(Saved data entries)
┌────────

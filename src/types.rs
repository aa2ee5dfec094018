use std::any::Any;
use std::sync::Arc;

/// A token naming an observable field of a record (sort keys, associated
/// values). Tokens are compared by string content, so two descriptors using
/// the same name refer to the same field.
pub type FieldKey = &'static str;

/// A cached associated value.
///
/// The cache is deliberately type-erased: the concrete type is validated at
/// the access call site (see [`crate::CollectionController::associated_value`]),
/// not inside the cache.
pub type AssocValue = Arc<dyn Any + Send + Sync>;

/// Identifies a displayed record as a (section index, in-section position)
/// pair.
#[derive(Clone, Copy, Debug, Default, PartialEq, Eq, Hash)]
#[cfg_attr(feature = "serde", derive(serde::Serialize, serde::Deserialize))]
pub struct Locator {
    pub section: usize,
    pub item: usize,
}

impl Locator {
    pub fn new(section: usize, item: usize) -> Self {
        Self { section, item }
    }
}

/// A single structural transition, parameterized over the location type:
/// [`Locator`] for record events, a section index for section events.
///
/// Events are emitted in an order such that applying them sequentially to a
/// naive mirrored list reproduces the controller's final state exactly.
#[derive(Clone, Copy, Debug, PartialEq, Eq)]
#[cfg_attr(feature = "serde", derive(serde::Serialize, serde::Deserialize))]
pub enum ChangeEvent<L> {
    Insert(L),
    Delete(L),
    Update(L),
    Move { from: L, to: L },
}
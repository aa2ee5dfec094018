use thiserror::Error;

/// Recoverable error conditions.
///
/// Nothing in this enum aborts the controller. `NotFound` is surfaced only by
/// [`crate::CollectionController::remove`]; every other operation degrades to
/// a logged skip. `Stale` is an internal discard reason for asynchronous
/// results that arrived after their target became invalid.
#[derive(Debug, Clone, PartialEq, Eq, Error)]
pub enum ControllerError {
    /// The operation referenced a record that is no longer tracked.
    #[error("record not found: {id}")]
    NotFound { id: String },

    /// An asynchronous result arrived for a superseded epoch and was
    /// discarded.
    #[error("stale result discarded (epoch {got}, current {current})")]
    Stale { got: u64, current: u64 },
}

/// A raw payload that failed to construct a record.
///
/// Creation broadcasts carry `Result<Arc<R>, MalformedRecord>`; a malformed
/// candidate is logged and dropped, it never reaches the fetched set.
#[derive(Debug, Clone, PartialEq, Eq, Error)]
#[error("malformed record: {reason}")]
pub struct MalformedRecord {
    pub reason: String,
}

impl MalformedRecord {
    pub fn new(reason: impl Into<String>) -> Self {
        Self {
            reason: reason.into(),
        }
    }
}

└────────
┌────────

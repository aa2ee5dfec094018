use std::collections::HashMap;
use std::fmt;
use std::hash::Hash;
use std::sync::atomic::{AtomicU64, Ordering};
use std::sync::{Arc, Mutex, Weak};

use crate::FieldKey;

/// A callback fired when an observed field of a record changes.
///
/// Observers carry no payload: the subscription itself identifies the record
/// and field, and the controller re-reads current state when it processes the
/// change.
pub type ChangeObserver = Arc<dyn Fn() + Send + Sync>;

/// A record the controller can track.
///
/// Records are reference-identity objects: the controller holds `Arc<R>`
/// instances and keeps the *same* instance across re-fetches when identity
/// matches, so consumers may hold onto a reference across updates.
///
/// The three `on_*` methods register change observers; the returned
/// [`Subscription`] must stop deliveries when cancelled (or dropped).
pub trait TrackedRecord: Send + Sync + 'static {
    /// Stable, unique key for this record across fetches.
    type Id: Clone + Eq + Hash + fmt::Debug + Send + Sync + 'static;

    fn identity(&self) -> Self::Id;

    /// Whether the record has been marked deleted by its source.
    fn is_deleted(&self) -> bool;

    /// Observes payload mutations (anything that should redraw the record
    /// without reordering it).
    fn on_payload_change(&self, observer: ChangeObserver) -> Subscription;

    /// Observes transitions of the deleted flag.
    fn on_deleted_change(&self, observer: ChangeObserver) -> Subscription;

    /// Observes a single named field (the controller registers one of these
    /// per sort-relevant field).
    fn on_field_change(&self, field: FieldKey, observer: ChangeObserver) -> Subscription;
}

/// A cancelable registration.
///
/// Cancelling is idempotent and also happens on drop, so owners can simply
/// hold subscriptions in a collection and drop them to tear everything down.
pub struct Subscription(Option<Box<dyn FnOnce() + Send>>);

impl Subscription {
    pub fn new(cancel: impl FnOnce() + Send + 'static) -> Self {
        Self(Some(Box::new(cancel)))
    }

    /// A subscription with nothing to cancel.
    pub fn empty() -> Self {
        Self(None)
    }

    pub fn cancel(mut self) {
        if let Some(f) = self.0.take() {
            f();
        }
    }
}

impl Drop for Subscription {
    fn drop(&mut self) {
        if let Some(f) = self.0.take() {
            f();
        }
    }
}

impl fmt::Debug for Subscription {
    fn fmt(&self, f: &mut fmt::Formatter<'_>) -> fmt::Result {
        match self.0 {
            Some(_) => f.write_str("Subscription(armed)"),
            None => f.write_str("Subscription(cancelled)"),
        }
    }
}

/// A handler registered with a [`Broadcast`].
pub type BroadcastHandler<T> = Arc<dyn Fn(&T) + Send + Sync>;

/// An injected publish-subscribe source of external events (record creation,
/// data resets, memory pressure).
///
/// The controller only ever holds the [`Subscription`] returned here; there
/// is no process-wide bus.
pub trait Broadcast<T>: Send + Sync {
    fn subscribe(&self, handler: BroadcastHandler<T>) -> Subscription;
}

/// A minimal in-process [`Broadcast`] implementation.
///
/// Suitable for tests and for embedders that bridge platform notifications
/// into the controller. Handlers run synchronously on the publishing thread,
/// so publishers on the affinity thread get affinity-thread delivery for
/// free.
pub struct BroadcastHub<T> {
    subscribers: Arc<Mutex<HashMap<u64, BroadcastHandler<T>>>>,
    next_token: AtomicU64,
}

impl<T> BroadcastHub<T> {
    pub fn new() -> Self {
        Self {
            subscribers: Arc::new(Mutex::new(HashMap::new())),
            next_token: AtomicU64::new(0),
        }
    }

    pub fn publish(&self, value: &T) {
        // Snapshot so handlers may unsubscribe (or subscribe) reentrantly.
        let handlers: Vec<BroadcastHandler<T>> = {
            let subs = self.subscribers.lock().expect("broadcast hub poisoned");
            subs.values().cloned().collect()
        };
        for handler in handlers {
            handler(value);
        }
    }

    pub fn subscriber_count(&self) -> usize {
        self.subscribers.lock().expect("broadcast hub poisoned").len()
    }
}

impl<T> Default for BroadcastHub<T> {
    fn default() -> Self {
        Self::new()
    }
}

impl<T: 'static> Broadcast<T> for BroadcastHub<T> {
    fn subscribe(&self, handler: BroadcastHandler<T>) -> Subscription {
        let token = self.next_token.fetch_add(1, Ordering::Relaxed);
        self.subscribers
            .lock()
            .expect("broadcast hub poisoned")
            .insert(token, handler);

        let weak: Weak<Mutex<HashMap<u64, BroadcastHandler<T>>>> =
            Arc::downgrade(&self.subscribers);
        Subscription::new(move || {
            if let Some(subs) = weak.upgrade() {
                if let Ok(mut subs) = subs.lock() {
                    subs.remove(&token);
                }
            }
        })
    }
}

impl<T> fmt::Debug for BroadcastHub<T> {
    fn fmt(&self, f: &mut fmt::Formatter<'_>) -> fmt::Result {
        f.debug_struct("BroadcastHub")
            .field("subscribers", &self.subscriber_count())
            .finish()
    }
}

└────────
┌────────

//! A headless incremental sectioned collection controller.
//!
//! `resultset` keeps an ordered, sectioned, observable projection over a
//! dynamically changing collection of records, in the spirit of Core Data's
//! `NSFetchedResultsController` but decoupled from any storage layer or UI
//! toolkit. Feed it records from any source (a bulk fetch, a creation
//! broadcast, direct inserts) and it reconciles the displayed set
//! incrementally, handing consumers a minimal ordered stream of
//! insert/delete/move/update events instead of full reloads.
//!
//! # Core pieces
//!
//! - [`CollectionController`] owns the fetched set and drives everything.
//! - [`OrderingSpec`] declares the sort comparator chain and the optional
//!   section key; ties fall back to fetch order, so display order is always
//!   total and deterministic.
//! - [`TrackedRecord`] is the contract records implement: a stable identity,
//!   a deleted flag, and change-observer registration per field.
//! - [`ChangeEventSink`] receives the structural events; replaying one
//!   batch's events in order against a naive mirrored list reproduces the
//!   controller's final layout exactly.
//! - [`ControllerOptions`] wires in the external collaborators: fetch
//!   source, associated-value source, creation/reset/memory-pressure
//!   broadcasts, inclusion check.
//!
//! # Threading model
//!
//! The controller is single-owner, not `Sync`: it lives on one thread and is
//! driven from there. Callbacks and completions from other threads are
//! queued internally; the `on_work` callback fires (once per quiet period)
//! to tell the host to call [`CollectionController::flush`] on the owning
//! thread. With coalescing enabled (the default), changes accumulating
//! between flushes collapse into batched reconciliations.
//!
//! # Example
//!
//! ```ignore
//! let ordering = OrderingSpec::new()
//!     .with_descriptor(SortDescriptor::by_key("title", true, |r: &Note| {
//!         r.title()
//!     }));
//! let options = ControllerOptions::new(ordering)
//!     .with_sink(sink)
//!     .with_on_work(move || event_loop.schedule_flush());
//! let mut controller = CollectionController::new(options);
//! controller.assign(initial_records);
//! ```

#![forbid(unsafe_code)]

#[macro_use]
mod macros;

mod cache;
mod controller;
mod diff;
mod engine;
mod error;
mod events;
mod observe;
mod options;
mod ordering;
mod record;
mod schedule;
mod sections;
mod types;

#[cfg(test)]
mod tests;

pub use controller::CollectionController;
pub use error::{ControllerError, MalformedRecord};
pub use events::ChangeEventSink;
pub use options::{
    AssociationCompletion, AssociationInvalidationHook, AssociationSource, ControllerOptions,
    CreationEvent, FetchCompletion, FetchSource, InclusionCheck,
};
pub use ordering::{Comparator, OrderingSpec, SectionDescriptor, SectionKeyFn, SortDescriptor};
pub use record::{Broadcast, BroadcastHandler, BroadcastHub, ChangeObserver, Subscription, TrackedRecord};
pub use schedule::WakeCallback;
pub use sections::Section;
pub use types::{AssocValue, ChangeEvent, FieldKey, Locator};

└────────

EXERCISE REQUIREMENTS - Pull together all lines from the data that mention the word "returned".

ANSWER SECTION -
/// The three `on_*` methods register change observers; the returned
/// The controller only ever holds the [`Subscription`] returned here; there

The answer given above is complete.